• **Goal of the exercise**
Copy out the entries below exactly as they stand, but only from the line containing "repository b3a5ad740656cfae" through the line containing "let start = skip_space(line, Self::find_run_open(line)?);".

• **Data shown**
· · ·

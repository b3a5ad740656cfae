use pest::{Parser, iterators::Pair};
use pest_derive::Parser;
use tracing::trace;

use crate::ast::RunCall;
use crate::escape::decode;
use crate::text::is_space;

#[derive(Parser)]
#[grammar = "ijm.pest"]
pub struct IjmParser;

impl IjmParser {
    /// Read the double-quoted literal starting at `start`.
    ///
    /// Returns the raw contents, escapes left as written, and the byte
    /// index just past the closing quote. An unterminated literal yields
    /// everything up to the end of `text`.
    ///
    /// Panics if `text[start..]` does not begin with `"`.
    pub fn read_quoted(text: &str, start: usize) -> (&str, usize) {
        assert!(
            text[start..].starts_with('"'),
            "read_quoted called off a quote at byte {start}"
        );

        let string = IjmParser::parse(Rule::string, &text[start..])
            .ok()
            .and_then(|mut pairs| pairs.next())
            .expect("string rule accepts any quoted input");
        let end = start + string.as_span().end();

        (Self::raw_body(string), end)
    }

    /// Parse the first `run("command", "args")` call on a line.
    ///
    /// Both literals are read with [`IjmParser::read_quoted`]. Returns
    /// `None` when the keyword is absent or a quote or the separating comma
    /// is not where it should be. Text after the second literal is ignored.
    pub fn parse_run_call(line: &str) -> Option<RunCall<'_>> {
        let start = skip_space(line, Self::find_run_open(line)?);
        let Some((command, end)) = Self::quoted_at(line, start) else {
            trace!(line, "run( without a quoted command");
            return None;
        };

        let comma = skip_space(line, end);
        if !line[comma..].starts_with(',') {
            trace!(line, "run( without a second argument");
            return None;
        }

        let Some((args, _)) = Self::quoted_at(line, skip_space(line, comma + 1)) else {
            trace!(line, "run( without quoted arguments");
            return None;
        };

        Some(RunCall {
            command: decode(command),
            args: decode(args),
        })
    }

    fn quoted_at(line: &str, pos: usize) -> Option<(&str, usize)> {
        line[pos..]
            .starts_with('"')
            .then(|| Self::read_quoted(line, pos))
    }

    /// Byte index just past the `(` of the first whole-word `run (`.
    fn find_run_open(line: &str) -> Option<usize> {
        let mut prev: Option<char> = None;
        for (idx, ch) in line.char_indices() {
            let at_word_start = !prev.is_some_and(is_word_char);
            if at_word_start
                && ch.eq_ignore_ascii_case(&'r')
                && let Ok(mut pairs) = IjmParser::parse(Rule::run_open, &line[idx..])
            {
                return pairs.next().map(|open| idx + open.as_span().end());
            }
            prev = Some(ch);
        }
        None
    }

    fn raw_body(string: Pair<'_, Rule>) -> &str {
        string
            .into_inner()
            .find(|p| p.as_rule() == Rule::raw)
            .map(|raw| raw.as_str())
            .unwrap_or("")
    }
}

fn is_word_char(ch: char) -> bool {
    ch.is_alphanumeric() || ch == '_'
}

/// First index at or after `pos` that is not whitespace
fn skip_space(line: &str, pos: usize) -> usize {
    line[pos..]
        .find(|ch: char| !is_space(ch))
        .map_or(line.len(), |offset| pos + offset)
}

· · ·

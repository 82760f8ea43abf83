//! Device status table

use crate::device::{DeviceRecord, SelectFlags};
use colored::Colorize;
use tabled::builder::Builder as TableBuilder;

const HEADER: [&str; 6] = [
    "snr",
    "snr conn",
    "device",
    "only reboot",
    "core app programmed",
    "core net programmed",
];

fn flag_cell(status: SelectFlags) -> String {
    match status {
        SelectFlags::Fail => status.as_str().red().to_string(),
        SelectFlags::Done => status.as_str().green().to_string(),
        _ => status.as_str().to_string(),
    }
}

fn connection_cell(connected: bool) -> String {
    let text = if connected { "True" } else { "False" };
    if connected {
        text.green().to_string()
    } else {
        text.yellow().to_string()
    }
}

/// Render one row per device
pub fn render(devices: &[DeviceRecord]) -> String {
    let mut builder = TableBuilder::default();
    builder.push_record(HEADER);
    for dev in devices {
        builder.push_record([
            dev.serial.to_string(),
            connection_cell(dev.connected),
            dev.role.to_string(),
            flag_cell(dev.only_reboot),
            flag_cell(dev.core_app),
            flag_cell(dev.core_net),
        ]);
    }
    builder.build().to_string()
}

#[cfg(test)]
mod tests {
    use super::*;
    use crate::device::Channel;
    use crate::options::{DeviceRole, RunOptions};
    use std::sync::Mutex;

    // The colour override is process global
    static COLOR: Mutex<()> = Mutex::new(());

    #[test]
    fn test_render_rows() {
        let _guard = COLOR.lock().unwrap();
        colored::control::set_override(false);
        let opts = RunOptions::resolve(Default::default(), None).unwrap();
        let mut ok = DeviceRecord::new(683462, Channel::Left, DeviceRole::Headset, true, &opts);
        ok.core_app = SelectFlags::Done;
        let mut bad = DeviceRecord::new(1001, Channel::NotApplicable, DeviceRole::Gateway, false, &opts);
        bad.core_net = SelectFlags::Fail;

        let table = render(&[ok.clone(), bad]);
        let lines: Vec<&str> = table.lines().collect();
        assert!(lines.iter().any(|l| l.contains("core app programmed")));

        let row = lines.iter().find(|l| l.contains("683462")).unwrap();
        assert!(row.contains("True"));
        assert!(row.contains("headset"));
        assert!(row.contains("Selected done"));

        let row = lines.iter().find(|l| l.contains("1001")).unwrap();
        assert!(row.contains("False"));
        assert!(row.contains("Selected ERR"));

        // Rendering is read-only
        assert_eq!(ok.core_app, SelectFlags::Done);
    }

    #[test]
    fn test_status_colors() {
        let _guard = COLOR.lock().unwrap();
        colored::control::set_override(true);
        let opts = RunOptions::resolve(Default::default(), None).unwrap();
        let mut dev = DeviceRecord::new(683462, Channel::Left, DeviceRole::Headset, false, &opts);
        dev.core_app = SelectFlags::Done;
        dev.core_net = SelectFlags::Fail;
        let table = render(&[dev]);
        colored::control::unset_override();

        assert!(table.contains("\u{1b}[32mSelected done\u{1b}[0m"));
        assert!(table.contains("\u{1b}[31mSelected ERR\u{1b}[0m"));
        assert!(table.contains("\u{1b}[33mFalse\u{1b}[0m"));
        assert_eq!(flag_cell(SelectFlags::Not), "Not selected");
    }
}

· · ·

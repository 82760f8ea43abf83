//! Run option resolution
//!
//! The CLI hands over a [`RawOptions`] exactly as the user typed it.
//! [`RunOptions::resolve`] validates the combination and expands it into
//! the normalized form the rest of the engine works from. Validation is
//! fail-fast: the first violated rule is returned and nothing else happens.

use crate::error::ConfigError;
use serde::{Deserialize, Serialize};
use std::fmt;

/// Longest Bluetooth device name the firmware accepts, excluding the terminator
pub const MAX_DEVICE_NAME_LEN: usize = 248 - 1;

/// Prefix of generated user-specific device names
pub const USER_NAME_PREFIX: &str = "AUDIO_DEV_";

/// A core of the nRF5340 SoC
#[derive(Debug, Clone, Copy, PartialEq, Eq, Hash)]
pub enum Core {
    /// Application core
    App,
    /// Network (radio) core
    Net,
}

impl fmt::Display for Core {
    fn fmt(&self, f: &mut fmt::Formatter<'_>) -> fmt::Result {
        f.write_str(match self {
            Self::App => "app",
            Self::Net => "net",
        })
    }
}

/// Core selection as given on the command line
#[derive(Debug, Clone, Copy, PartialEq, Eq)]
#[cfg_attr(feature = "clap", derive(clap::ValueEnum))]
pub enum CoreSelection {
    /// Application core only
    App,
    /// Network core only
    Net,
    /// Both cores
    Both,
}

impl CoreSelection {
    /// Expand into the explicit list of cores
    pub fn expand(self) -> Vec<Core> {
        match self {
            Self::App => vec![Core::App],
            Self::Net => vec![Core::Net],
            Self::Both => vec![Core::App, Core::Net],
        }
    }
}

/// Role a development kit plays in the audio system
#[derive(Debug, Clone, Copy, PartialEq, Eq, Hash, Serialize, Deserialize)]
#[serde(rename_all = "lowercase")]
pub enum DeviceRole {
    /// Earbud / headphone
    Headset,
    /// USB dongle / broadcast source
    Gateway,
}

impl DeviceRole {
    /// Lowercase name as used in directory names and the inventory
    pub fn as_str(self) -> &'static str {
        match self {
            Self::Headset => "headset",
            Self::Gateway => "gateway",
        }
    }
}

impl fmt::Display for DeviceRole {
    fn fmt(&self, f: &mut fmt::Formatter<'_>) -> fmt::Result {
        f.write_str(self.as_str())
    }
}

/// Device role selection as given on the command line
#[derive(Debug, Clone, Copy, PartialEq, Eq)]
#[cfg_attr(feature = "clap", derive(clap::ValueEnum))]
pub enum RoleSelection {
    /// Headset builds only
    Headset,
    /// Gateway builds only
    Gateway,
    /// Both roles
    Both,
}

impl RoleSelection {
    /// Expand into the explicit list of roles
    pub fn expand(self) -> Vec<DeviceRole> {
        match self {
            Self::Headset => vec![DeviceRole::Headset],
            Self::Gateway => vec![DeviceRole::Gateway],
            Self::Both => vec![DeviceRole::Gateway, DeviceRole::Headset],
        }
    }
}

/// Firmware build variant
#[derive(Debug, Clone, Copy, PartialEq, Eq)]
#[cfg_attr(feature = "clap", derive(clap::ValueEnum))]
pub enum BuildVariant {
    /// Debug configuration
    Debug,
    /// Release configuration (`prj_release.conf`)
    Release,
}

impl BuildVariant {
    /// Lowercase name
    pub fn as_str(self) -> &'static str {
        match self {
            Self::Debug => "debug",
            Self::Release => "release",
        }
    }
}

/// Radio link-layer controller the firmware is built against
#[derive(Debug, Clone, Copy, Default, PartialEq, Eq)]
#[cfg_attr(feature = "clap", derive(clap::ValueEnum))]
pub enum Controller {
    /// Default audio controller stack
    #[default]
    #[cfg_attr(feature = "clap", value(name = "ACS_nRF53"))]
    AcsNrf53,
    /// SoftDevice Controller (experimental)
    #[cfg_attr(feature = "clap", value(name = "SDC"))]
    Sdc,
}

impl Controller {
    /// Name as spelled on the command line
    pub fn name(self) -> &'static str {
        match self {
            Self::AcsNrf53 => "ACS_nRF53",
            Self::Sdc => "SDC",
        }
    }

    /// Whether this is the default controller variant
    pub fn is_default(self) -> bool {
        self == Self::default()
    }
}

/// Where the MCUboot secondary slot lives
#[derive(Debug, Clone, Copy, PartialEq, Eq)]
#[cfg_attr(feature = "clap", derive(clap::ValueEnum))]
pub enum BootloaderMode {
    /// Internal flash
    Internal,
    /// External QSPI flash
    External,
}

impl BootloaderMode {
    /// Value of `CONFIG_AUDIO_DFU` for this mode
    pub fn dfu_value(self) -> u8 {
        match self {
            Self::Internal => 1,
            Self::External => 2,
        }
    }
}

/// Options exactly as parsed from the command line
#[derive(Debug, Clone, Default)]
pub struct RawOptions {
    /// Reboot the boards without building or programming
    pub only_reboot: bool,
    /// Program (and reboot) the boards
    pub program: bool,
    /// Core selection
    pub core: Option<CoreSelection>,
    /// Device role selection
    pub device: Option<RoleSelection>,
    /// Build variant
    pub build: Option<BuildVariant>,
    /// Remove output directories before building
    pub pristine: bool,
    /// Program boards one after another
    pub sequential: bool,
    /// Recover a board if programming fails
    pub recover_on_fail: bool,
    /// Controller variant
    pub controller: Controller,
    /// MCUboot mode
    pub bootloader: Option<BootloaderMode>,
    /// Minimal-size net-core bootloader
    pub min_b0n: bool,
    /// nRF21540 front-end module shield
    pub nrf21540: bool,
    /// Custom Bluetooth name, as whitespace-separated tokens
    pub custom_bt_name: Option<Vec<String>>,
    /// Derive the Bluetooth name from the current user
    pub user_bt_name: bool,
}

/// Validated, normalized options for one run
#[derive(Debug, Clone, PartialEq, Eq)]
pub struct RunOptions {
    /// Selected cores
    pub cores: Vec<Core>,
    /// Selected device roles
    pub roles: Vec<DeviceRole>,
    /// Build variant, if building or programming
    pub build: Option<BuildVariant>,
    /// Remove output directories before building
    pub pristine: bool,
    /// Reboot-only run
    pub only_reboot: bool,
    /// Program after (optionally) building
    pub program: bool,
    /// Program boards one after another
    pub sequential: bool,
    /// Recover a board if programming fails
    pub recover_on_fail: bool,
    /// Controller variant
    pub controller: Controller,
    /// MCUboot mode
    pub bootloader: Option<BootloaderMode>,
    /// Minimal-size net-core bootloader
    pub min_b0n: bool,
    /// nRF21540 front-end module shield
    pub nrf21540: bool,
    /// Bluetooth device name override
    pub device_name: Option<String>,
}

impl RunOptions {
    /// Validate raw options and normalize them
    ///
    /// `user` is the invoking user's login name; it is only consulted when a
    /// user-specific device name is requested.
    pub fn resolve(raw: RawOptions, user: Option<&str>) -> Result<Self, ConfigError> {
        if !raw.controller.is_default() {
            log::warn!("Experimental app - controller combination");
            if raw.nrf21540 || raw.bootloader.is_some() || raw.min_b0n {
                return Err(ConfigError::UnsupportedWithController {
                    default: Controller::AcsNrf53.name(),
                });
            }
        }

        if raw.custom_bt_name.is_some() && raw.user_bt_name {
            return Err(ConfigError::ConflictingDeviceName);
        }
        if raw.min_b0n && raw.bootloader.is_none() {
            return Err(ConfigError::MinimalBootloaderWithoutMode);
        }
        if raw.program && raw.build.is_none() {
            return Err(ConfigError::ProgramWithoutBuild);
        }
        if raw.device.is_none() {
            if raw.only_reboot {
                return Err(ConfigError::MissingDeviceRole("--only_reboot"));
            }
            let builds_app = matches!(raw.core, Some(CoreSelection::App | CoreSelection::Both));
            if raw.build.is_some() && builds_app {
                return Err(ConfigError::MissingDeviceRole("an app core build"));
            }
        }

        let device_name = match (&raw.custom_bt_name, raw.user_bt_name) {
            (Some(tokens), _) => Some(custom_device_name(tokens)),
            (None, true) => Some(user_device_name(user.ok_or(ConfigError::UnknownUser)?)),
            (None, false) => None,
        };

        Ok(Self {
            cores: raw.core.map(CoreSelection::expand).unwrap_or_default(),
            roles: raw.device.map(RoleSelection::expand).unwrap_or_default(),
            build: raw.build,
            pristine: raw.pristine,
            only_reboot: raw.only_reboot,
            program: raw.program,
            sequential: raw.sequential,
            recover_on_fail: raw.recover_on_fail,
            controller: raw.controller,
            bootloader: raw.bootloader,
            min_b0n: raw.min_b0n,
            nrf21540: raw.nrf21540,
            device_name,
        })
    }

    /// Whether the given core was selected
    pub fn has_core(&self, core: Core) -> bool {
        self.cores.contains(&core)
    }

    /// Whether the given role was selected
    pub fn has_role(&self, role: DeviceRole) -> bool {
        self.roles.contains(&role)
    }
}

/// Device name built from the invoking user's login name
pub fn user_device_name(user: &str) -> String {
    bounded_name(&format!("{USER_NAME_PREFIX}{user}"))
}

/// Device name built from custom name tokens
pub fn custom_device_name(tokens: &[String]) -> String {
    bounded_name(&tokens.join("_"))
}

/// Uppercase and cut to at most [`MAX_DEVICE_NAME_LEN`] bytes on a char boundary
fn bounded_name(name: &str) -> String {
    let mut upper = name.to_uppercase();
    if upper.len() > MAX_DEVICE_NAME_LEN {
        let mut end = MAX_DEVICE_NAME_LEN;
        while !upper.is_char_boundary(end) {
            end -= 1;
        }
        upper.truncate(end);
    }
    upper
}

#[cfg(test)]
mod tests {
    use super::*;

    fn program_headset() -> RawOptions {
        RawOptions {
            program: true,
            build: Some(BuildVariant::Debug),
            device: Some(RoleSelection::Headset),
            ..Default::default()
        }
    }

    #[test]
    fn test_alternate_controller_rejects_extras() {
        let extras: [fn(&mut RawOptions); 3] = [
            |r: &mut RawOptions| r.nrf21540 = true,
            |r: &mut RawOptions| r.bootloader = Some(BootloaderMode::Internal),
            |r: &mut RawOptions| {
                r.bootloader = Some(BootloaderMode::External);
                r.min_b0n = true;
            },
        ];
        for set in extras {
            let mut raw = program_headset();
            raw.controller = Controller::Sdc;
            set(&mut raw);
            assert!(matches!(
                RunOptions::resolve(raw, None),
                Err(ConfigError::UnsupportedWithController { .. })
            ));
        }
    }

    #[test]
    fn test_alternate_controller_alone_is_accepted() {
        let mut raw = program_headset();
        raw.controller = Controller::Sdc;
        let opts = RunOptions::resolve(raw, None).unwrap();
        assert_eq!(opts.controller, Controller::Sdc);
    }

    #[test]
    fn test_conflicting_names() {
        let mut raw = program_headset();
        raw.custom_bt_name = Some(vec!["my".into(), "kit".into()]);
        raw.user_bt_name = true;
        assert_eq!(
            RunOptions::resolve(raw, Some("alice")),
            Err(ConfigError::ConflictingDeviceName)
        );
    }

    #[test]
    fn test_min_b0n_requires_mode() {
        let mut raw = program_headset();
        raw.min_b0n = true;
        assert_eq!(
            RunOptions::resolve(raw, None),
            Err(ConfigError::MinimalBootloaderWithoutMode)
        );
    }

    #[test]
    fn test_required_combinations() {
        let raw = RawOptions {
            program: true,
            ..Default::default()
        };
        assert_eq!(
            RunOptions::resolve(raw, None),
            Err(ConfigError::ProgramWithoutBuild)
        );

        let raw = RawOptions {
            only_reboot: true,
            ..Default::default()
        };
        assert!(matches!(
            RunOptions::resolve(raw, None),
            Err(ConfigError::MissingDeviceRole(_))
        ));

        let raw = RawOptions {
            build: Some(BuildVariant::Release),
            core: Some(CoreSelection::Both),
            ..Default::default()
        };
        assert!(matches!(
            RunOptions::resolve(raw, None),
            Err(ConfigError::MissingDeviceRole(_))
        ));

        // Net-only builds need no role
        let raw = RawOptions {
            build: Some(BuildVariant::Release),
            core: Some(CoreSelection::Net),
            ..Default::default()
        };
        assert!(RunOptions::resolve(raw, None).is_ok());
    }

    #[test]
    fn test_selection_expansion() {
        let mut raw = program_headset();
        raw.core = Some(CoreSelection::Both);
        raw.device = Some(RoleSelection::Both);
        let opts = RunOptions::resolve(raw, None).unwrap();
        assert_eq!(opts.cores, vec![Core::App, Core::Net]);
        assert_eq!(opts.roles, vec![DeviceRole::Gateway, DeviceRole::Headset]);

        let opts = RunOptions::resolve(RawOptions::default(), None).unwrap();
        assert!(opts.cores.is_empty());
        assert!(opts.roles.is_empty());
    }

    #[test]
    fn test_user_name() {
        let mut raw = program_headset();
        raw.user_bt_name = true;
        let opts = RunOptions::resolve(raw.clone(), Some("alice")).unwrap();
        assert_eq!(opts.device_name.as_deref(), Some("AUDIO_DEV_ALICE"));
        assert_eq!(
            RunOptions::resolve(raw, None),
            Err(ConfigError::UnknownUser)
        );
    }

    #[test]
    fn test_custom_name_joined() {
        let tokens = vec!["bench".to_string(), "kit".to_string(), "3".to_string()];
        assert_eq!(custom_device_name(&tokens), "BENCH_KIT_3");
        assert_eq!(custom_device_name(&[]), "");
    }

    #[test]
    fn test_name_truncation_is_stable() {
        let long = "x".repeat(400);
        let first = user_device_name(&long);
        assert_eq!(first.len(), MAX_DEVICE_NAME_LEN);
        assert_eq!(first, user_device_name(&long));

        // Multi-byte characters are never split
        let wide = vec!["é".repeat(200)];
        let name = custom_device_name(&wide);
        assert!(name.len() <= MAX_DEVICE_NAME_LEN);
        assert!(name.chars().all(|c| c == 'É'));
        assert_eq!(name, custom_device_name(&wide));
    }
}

· · ·

• **Task response**
repository b3a5ad740656cfae
use pest::{Parser, iterators::Pair};
use pest_derive::Parser;
use tracing::trace;

use crate::ast::RunCall;
use crate::escape::decode;
use crate::text::is_space;

#[derive(Parser)]
#[grammar = "ijm.pest"]
pub struct IjmParser;

impl IjmParser {
    /// Read the double-quoted literal starting at `start`.
    ///
    /// Returns the raw contents, escapes left as written, and the byte
    /// index just past the closing quote. An unterminated literal yields
    /// everything up to the end of `text`.
    ///
    /// Panics if `text[start..]` does not begin with `"`.
    pub fn read_quoted(text: &str, start: usize) -> (&str, usize) {
        assert!(
            text[start..].starts_with('"'),
            "read_quoted called off a quote at byte {start}"
        );

        let string = IjmParser::parse(Rule::string, &text[start..])
            .ok()
            .and_then(|mut pairs| pairs.next())
            .expect("string rule accepts any quoted input");
        let end = start + string.as_span().end();

        (Self::raw_body(string), end)
    }

    /// Parse the first `run("command", "args")` call on a line.
    ///
    /// Both literals are read with [`IjmParser::read_quoted`]. Returns
    /// `None` when the keyword is absent or a quote or the separating comma
    /// is not where it should be. Text after the second literal is ignored.
    pub fn parse_run_call(line: &str) -> Option<RunCall<'_>> {
        let start = skip_space(line, Self::find_run_open(line)?);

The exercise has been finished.